The rest of the Band of Tiamat approached, stalking like cats but not attacking, fearful maybe, as if unsure of what they’d seen. Grant moved to the end of the stage and addressed them, his voice calm but tired.

“The show’s over. Leave. Scatter. Or follow your masters into that place.”

The half dozen lycanthropes who were left looked at us, looked at each other. Without their show, their alpha, their context, they just looked like young men in jeans and T-shirts. Good-looking, but maybe a bit lost. Would they be able to make it on their own, without their pack? Without their show and their cult? Were they thinking the same thing?

The answer must have been yes, at least to the first one who turned and walked away. One by one, the others did likewise, glancing over their shoulders, resignation settling over their features.

The show was over, and maybe, just maybe some of them were relieved. Maybe this was for the best.
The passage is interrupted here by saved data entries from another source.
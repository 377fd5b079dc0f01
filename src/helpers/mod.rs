pub mod config_helper;
pub mod conversation_helper;
use std::io::{self, Write};
use std::path::Path;
use std::time::Instant;
use crate::config::config_manager::ConfigManager;
use crate::enums::chat_error::ChatError;
use crate::enums::commands::Commands;
use crate::errors::{AppError, AppResult};
use crate::helpers::conversation_helper::ConversationHelper;
use crate::services::ai_providers::ollama::OllamaProvider;
use crate::structs::cli::Cli;
use crate::structs::config::chat_config::ChatConfig;
use crate::structs::config::config::Config;
use crate::traits::chat_provider::ChatProvider;

pub struct CommandRunner {
    start_time: Option<Instant>,
}

impl Default for CommandRunner {
    fn default() -> Self {
        Self::new()
    }
}

impl CommandRunner {
    pub fn new() -> Self {
        Self {
            start_time: None,
        }
    }

    pub async fn run_command(&mut self, cli: Cli) -> AppResult<()> {
        self.start_time = Some(Instant::now());

        let result = match cli.command.clone().unwrap_or_default() {
            Commands::Ask { model, system, prompt } => self.ask_command(&cli, model, system, prompt).await,
            Commands::Init => self.init_command(cli.config.as_deref()),
            Commands::Validate => self.validate_command(&cli).await,
            Commands::Models => self.models_command(&cli).await,
        };

        if let Some(start) = self.start_time {
            let duration = start.elapsed();
            log::debug!("⏱️  Command completed in {:.2}s", duration.as_secs_f64());
        }

        result
    }

    fn load_config(cli: &Cli) -> AppResult<Config> {
        let mut config = ConfigManager::load(cli.config.as_deref())?;
        ConfigManager::apply_host_override(&mut config, cli.host.as_deref());
        Ok(config)
    }

    fn validate(config: &Config) -> AppResult<()> {
        ConfigManager::validate_config(config).map_err(|errors| AppError::Validation { errors })
    }

    async fn ask_command(
        &self,
        cli: &Cli,
        model: Option<String>,
        system: Option<String>,
        prompt: Option<String>,
    ) -> AppResult<()> {
        let mut config = Self::load_config(cli)?;

        if let Some(model) = model {
            config.chat.model = model;
        }
        if let Some(system) = system {
            config.chat.system_prompt = system;
        }
        if let Some(prompt) = prompt {
            config.chat.user_prompt = prompt;
        }
        Self::validate(&config)?;

        log::debug!("🌐 Ollama host: {}", config.ollama.host);
        let provider = OllamaProvider::from_config(&config)?;

        Self::ask(&provider, &config.chat, &mut io::stdout()).await
    }

    /// Writes the reply to `out` only after the whole round-trip succeeded.
    pub async fn ask<P, W>(provider: &P, chat: &ChatConfig, out: &mut W) -> AppResult<()>
    where
        P: ChatProvider + ?Sized,
        W: Write,
    {
        let messages = ConversationHelper::build(&chat.system_prompt, &chat.user_prompt);
        let reply = provider.complete(&chat.model, &messages).await?;

        writeln!(out, "{reply}")?;
        out.flush()?;
        Ok(())
    }

    fn init_command(&self, path: Option<&Path>) -> AppResult<()> {
        let config_file_path = ConfigManager::create_sample_config(path)?;

        println!("✅ Created sample config at: {}", config_file_path.display());
        println!("🔧 Run 'ollama-chat validate' to check it against your Ollama server.");
        Ok(())
    }

    async fn validate_command(&self, cli: &Cli) -> AppResult<()> {
        let config = Self::load_config(cli)?;
        let provider = OllamaProvider::from_config(&config)?;

        Self::validate_against(&provider, &config, &mut io::stdout()).await
    }

    /// Reports to `out` only once both the config and the model check have passed.
    pub async fn validate_against<P, W>(provider: &P, config: &Config, out: &mut W) -> AppResult<()>
    where
        P: ChatProvider + ?Sized,
        W: Write,
    {
        Self::validate(config)?;
        log::info!("Configuration is valid, checking {}", config.ollama.host);

        Self::check_model(provider, &config.chat.model, &config.ollama.host).await?;

        writeln!(out, "✅ Configuration is valid")?;
        writeln!(out, "✅ Model '{}' is available on {}", config.chat.model, config.ollama.host)?;
        out.flush()?;
        Ok(())
    }

    pub async fn check_model<P>(provider: &P, model: &str, host: &str) -> AppResult<()>
    where
        P: ChatProvider + ?Sized,
    {
        let models = provider.list_models().await?;

        if models.iter().any(|m| m.matches(model)) {
            Ok(())
        } else {
            Err(ChatError::ModelNotFound {
                model: model.to_string(),
                host: host.to_string(),
            }
            .into())
        }
    }

    async fn models_command(&self, cli: &Cli) -> AppResult<()> {
        let config = Self::load_config(cli)?;
        let provider = OllamaProvider::from_config(&config)?;

        Self::print_models(&provider, &mut io::stdout()).await
    }

    pub async fn print_models<P, W>(provider: &P, out: &mut W) -> AppResult<()>
    where
        P: ChatProvider + ?Sized,
        W: Write,
    {
        let models = provider.list_models().await?;
        if models.is_empty() {
            log::warn!("No models pulled yet. Try 'ollama pull <model>'.");
        }

        for model in models {
            writeln!(out, "{}", model.name)?;
        }
        out.flush()?;
        Ok(())
    }
}

#[cfg(test)]
mod tests {
    use super::*;
    use crate::enums::role::Role;
    use crate::structs::ai::ollama::ollama_model_info::OllamaModelInfo;
    use crate::traits::chat_provider::MockChatProvider;

    fn model(name: &str) -> OllamaModelInfo {
        OllamaModelInfo { name: name.to_string(), size: None, modified_at: None }
    }

    #[tokio::test]
    async fn ask_prints_reply_for_default_prompts() {
        let mut provider = MockChatProvider::new();
        provider.expect_complete().times(1).returning(|model, messages| {
            assert_eq!(model, "gemma3:4b");
            assert_eq!(messages.len(), 2);
            assert_eq!(messages[0].role(), Role::System);
            assert_eq!(messages[1].content(), "Kenapa langit berwarna biru?");
            Ok("Langit berwarna biru karena hamburan Rayleigh.".to_string())
        });

        let mut out = Vec::new();
        CommandRunner::ask(&provider, &ChatConfig::default(), &mut out).await.unwrap();

        assert_eq!(String::from_utf8(out).unwrap(), "Langit berwarna biru karena hamburan Rayleigh.\n");
    }

    #[tokio::test]
    async fn ask_prints_nothing_on_failure() {
        let mut provider = MockChatProvider::new();
        provider.expect_complete().times(1).returning(|_, _| {
            Err(ChatError::Connection {
                url: "http://127.0.0.1:11434/api/chat".to_string(),
                reason: "connection refused".to_string(),
            })
        });

        let mut out = Vec::new();
        let err = CommandRunner::ask(&provider, &ChatConfig::default(), &mut out).await.unwrap_err();

        assert!(matches!(err, AppError::Chat(ChatError::Connection { .. })));
        assert!(out.is_empty());
    }

    #[tokio::test]
    async fn check_model_accepts_latest_tag() {
        let mut provider = MockChatProvider::new();
        provider
            .expect_list_models()
            .times(2)
            .returning(|| Ok(vec![model("gemma3:4b"), model("llama2:latest")]));

        assert!(CommandRunner::check_model(&provider, "llama2", "http://h:11434").await.is_ok());

        let err = CommandRunner::check_model(&provider, "mistral", "http://h:11434").await.unwrap_err();
        assert!(matches!(err, AppError::Chat(ChatError::ModelNotFound { ref model, .. }) if model == "mistral"));
    }

    #[tokio::test]
    async fn validate_reports_after_model_check() {
        let mut provider = MockChatProvider::new();
        provider.expect_list_models().times(1).returning(|| Ok(vec![model("gemma3:4b")]));

        let mut out = Vec::new();
        CommandRunner::validate_against(&provider, &Config::default(), &mut out).await.unwrap();

        assert_eq!(
            String::from_utf8(out).unwrap(),
            "✅ Configuration is valid\n✅ Model 'gemma3:4b' is available on http://127.0.0.1:11434\n"
        );
    }

    #[tokio::test]
    async fn validate_prints_nothing_when_model_missing() {
        let mut provider = MockChatProvider::new();
        provider.expect_list_models().times(1).returning(|| Ok(vec![model("llama3.2:latest")]));

        let mut out = Vec::new();
        let err = CommandRunner::validate_against(&provider, &Config::default(), &mut out).await.unwrap_err();

        assert!(matches!(err, AppError::Chat(ChatError::ModelNotFound { .. })));
        assert!(out.is_empty());
    }

    #[tokio::test]
    async fn print_models_one_per_line() {
        let mut provider = MockChatProvider::new();
        provider
            .expect_list_models()
            .returning(|| Ok(vec![model("gemma3:4b"), model("llama3.2:latest")]));

        let mut out = Vec::new();
        CommandRunner::print_models(&provider, &mut out).await.unwrap();

        assert_eq!(String::from_utf8(out).unwrap(), "gemma3:4b\nllama3.2:latest\n");
    }
}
Eyes wide and shocky, Peter emerged from backstage. The theater was quiet now, as if nothing had happened. The box was still, and the scent of fire had faded. The only clues that there’d been a fight were Ben and me, hugging tightly, and Grant, who sat down on the edge of the stage, his shoulders slumping as he ran a hand through his hair.

“It’s over?” Peter said.

Grant looked up at him; his smile was tired, but he was smiling. “It’s over. Though I think it may be time to retire that particular prop.”

It wasn’t over. This battle was over, but Roman—Dux Bellorum—was still out there, scheming and plotting, a major player in the Long Game. This cult had been one of his pawns. He’d tried to use it to get a wedge into Denver, and he’d failed. He didn’t seem like the kind of guy who’d let a defeat like that pass.

For me and my city, this wasn’t over by a long shot.